主イエスは、そのような金持ちたちの献金ばかりが目立つ様子を、目を上げて御覧になられていました。ところが、そのような中で主イエスは、一人の貧しいやもめに目を向けられたのです。そして、やもめがレプトン銅貨二枚を賽銭箱に入れるのを見て、言われたのです。「確かに言っておくが、この貧しいやもめは、だれよりもたくさん入れた。あの金持ちたちは皆、有り余る中から献金したが、この人は、乏しい中から持っている生活費を全部入れたからである。」(3~4)

レプトン銅貨二枚。それは、労働者が一日働いて与えられる賃金の六十分の一よりも少ない額です。私たちの感覚では、せいぜい百円か二百円程度。軽い一食のつもりでパンと牛乳を買ったら終わりです。やもめのその日の食事代だったのかも知れません。財布の中には、それしかなかったのでしょう。それを財布から取り出し、全部入れて、立ち去っていったやもめの姿を見て、主イエスは、「だれよりもたくさん入れた」と、弟子たちや人々に告げられたのでした。

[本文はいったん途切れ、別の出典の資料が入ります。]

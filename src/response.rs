//! Outgoing HTTP response type and the [`IntoResponse`] conversion trait.
//!
//! Handlers usually build a [`Response`] with one of the constructors and
//! return it. Middleware that wraps `next.run(req)` edits the returned value
//! through the setters. The body can be sent once: a second [`Response::send`]
//! is ignored and reported with `false`.

use bytes::Bytes;
use http::header::{CONTENT_TYPE, LOCATION, SET_COOKIE};
use http::{HeaderMap, HeaderName, HeaderValue, StatusCode};
use http_body_util::{BodyExt, Full};
use serde::Serialize;
use tracing::warn;

use crate::error::{BoxError, Error};
use crate::request::TransportBody;

// ── ContentType ───────────────────────────────────────────────────────────────

/// Common content-type values for use with [`Response::bytes`].
#[derive(Clone, Copy, Debug, Eq, PartialEq)]
pub enum ContentType {
    Css,          // text/css
    Csv,          // text/csv
    EventStream,  // text/event-stream  (SSE)
    FormData,     // application/x-www-form-urlencoded
    Gif,          // image/gif
    Html,         // text/html; charset=utf-8
    Icon,         // image/x-icon
    Javascript,   // text/javascript
    Jpeg,         // image/jpeg
    Json,         // application/json
    OctetStream,  // application/octet-stream  (binary / file download)
    Pdf,          // application/pdf
    Png,          // image/png
    Svg,          // image/svg+xml
    Text,         // text/plain; charset=utf-8
    Xml,          // application/xml
}

impl ContentType {
    pub fn as_str(self) -> &'static str {
        match self {
            Self::Css         => "text/css",
            Self::Csv         => "text/csv",
            Self::EventStream => "text/event-stream",
            Self::FormData    => "application/x-www-form-urlencoded",
            Self::Gif         => "image/gif",
            Self::Html        => "text/html; charset=utf-8",
            Self::Icon        => "image/x-icon",
            Self::Javascript  => "text/javascript",
            Self::Jpeg        => "image/jpeg",
            Self::Json        => "application/json",
            Self::OctetStream => "application/octet-stream",
            Self::Pdf         => "application/pdf",
            Self::Png         => "image/png",
            Self::Svg         => "image/svg+xml",
            Self::Text        => "text/plain; charset=utf-8",
            Self::Xml         => "application/xml",
        }
    }

    /// Maps a file extension (without the dot, any case) to a content type.
    pub fn from_extension(ext: &str) -> Self {
        match ext.to_ascii_lowercase().as_str() {
            "css"          => Self::Css,
            "csv"          => Self::Csv,
            "gif"          => Self::Gif,
            "htm" | "html" => Self::Html,
            "ico"          => Self::Icon,
            "js" | "mjs"   => Self::Javascript,
            "jpg" | "jpeg" => Self::Jpeg,
            "json"         => Self::Json,
            "pdf"          => Self::Pdf,
            "png"          => Self::Png,
            "svg"          => Self::Svg,
            "txt"          => Self::Text,
            "xml"          => Self::Xml,
            _              => Self::OctetStream,
        }
    }
}

// ── Response ─────────────────────────────────────────────────────────────────

enum Payload {
    Full(Bytes),
    Stream(TransportBody),
}

/// An outgoing HTTP response.
///
/// # Shortcuts
///
/// ```rust
/// use enplex::{Response, StatusCode};
///
/// Response::json(&serde_json::json!({"id": 1}));
/// Response::text("hello");
/// Response::status(StatusCode::NO_CONTENT);
/// Response::redirect("/login");
/// ```
///
/// # Setters
///
/// ```rust
/// use enplex::{Response, StatusCode};
///
/// let mut res = Response::new();
/// res.set_status(StatusCode::CREATED).set_header("location", "/users/42");
/// assert!(res.send_json(&serde_json::json!({"id": 42})));
/// assert!(!res.send("again"));
/// ```
pub struct Response {
    status: StatusCode,
    headers: HeaderMap,
    body: Payload,
    sent: bool,
    failure: Option<Error>,
}

impl Response {
    /// `200 OK`, no headers, nothing sent yet.
    pub fn new() -> Self {
        Self {
            status: StatusCode::OK,
            headers: HeaderMap::new(),
            body: Payload::Full(Bytes::new()),
            sent: false,
            failure: None,
        }
    }

    /// `200 OK`, `text/plain; charset=utf-8`.
    pub fn text(body: impl Into<String>) -> Self {
        Self::bytes(ContentType::Text, body.into())
    }

    /// `200 OK`, `application/json`.
    ///
    /// A value that fails to serialize yields a failed response, which the
    /// router hands to the error handlers.
    pub fn json<T: Serialize + ?Sized>(value: &T) -> Self {
        let mut res = Self::new();
        res.send_json(value);
        res
    }

    /// `200 OK` with an explicit content type.
    pub fn bytes(content_type: ContentType, body: impl Into<Bytes>) -> Self {
        let mut res = Self::new();
        res.set_content_type(content_type.as_str());
        res.send(body);
        res
    }

    /// Response with no body. The body can still be sent afterwards.
    pub fn status(code: StatusCode) -> Self {
        let mut res = Self::new();
        res.status = code;
        res
    }

    /// `302 Found` pointing at `location`.
    pub fn redirect(location: &str) -> Self {
        let mut res = Self::new();
        res.send_redirect(location);
        res
    }

    /// A failed response: the router discards it and runs the error handlers.
    pub fn error(err: impl Into<BoxError>) -> Self {
        Self::failed(Error::Handler(err.into()))
    }

    pub(crate) fn failed(err: Error) -> Self {
        let mut res = Self::status(StatusCode::INTERNAL_SERVER_ERROR);
        res.failure = Some(err);
        res
    }

    /// Builder for responses that need a custom status or extra headers.
    pub fn builder() -> ResponseBuilder {
        ResponseBuilder { headers: HeaderMap::new(), status: StatusCode::OK }
    }

    pub(crate) fn stream(content_type: ContentType, body: TransportBody) -> Self {
        let mut res = Self::new();
        res.set_content_type(content_type.as_str());
        res.body = Payload::Stream(body);
        res.sent = true;
        res
    }

    // ── Setters ──────────────────────────────────────────────────────────────

    pub fn set_status(&mut self, code: StatusCode) -> &mut Self {
        self.status = code;
        self
    }

    /// Sets (replaces) a header. Invalid names or values are logged and skipped.
    pub fn set_header(&mut self, name: &str, value: &str) -> &mut Self {
        if let Some((name, value)) = header_pair(name, value) {
            self.headers.insert(name, value);
        }
        self
    }

    /// Adds a header without replacing earlier values of the same name.
    pub fn append_header(&mut self, name: &str, value: &str) -> &mut Self {
        if let Some((name, value)) = header_pair(name, value) {
            self.headers.append(name, value);
        }
        self
    }

    /// Appends a `Set-Cookie` header: `name=value` followed by `; key=value`
    /// for each attribute.
    pub fn set_cookie(&mut self, name: &str, value: &str, attributes: &[(&str, &str)]) -> &mut Self {
        let mut cookie = format!("{name}={value}");
        for (key, val) in attributes {
            if val.is_empty() {
                cookie.push_str(&format!("; {key}"));
            } else {
                cookie.push_str(&format!("; {key}={val}"));
            }
        }
        self.append_header(SET_COOKIE.as_str(), &cookie)
    }

    /// Sends a raw body. Returns `false` and leaves the response untouched if
    /// a body was already sent.
    pub fn send(&mut self, body: impl Into<Bytes>) -> bool {
        if self.sent {
            warn!(status = %self.status, "response body already sent, ignoring");
            return false;
        }
        self.body = Payload::Full(body.into());
        self.sent = true;
        true
    }

    /// Serializes `value` as the body with `content-type: application/json`.
    pub fn send_json<T: Serialize + ?Sized>(&mut self, value: &T) -> bool {
        if self.sent {
            warn!(status = %self.status, "response body already sent, ignoring");
            return false;
        }
        match serde_json::to_vec(value) {
            Ok(bytes) => {
                self.set_content_type(ContentType::Json.as_str());
                self.send(bytes)
            }
            Err(e) => {
                self.status = StatusCode::INTERNAL_SERVER_ERROR;
                self.failure = Some(Error::Json(e));
                self.sent = true;
                false
            }
        }
    }

    /// `302 Found` to `location` with an empty body.
    pub fn send_redirect(&mut self, location: &str) -> bool {
        if self.sent {
            warn!(status = %self.status, "response body already sent, ignoring redirect");
            return false;
        }
        self.status = StatusCode::FOUND;
        self.set_header(LOCATION.as_str(), location);
        self.send(Bytes::new())
    }

    fn set_content_type(&mut self, value: &'static str) {
        self.headers.insert(CONTENT_TYPE, HeaderValue::from_static(value));
    }

    // ── Accessors ────────────────────────────────────────────────────────────

    pub fn status_code(&self) -> StatusCode { self.status }
    pub fn headers(&self) -> &HeaderMap { &self.headers }
    pub fn headers_mut(&mut self) -> &mut HeaderMap { &mut self.headers }
    pub fn is_sent(&self) -> bool { self.sent }

    pub fn header(&self, name: &str) -> Option<&str> {
        self.headers.get(name).and_then(|v| v.to_str().ok())
    }

    /// The buffered body, `None` for streamed bodies.
    pub fn body(&self) -> Option<&Bytes> {
        match &self.body {
            Payload::Full(b) => Some(b),
            Payload::Stream(_) => None,
        }
    }

    pub fn is_failure(&self) -> bool {
        self.failure.is_some()
    }

    pub(crate) fn take_failure(&mut self) -> Option<Error> {
        self.failure.take()
    }

    pub(crate) fn into_http(self) -> http::Response<TransportBody> {
        let body = match self.body {
            Payload::Full(bytes) => Full::new(bytes)
                .map_err(|never| -> BoxError { match never {} })
                .boxed_unsync(),
            Payload::Stream(stream) => stream,
        };
        let mut res = http::Response::new(body);
        *res.status_mut() = self.status;
        *res.headers_mut() = self.headers;
        res
    }
}

impl Default for Response {
    fn default() -> Self { Self::new() }
}

impl std::fmt::Debug for Response {
    fn fmt(&self, f: &mut std::fmt::Formatter<'_>) -> std::fmt::Result {
        f.debug_struct("Response")
            .field("status", &self.status)
            .field("headers", &self.headers)
            .field("sent", &self.sent)
            .field("failure", &self.failure)
            .finish_non_exhaustive()
    }
}

fn header_pair(name: &str, value: &str) -> Option<(HeaderName, HeaderValue)> {
    match (HeaderName::try_from(name), HeaderValue::try_from(value)) {
        (Ok(n), Ok(v)) => Some((n, v)),
        _ => {
            warn!(header = name, "invalid response header, skipping");
            None
        }
    }
}

// ── ResponseBuilder ───────────────────────────────────────────────────────────

/// Fluent builder for [`Response`].
///
/// Obtain via [`Response::builder()`]. Defaults to `200 OK`.
/// Terminated by a typed body method.
pub struct ResponseBuilder {
    headers: HeaderMap,
    status: StatusCode,
}

impl ResponseBuilder {
    pub fn status(mut self, code: StatusCode) -> Self {
        self.status = code;
        self
    }

    pub fn header(mut self, name: &str, value: &str) -> Self {
        if let Some((name, value)) = header_pair(name, value) {
            self.headers.append(name, value);
        }
        self
    }

    pub fn json<T: Serialize + ?Sized>(self, value: &T) -> Response {
        self.finish(Response::json(value))
    }

    pub fn text(self, body: impl Into<String>) -> Response {
        self.finish(Response::text(body))
    }

    pub fn bytes(self, content_type: ContentType, body: impl Into<Bytes>) -> Response {
        self.finish(Response::bytes(content_type, body))
    }

    /// Terminate with no body (e.g. `204 No Content`).
    pub fn no_body(self) -> Response {
        self.finish(Response::new())
    }

    fn finish(self, mut res: Response) -> Response {
        if res.failure.is_none() {
            res.status = self.status;
        }
        res.headers.extend(self.headers);
        res
    }
}

// ── IntoResponse ──────────────────────────────────────────────────────────────

/// Conversion into an HTTP [`Response`].
///
/// `Result<T, E>` converts too: `Ok` becomes the response, `Err` becomes a
/// failed response that the router sends through the error handlers. This is
/// what lets handlers use `?`.
pub trait IntoResponse {
    fn into_response(self) -> Response;
}

impl IntoResponse for Response {
    fn into_response(self) -> Response { self }
}

impl IntoResponse for () {
    fn into_response(self) -> Response { Response::new() }
}

impl IntoResponse for &'static str {
    fn into_response(self) -> Response { Response::text(self) }
}

impl IntoResponse for String {
    fn into_response(self) -> Response { Response::text(self) }
}

/// Return a [`StatusCode`] directly from a handler: `return StatusCode::NOT_FOUND`
impl IntoResponse for StatusCode {
    fn into_response(self) -> Response { Response::status(self) }
}

impl<T: IntoResponse> IntoResponse for (StatusCode, T) {
    fn into_response(self) -> Response {
        let mut res = self.1.into_response();
        if !res.is_failure() {
            res.status = self.0;
        }
        res
    }
}

impl<T, E> IntoResponse for Result<T, E>
where
    T: IntoResponse,
    E: Into<BoxError>,
{
    fn into_response(self) -> Response {
        match self {
            Ok(v) => v.into_response(),
            Err(e) => Response::error(e),
        }
    }
}

/// Serializes the wrapped value as `application/json`.
///
/// ```rust
/// use enplex::{Json, Request};
///
/// async fn user(_req: Request) -> Json<serde_json::Value> {
///     Json(serde_json::json!({"id": 1, "name": "alice"}))
/// }
/// ```
pub struct Json<T>(pub T);

impl<T: Serialize> IntoResponse for Json<T> {
    fn into_response(self) -> Response { Response::json(&self.0) }
}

主イエスは、このやもめの献金を褒めていらっしゃると、私たちは考えます。確かに、金持ちたちと比較して、このやもめの献金を評価していらっしゃるのです。実際の額の多少が問題なのではない、この人は持っている生活費を全部入れたから、だれよりもたくさん入れたのだと、主イエスは、言われるのです。

私たちもしばしば、献金は額の多少が問題なのではなく、その心が大切だと言います。このやもめは、自分の生活の全部を神に差し出し、委ねる思いで、乏しい中から全部を献金した。そのような献金の心が大切なのだ、と。もちろん、そのとおりでしょう。けれども、主イエスは、本当に、このやもめの献金の心を褒められたのでしょうか。それならば、なぜ、このとき主は、やもめに声をかけて、「あなたの献金の心は見上げたものだ」と告げてくださらなかったのでしょうか。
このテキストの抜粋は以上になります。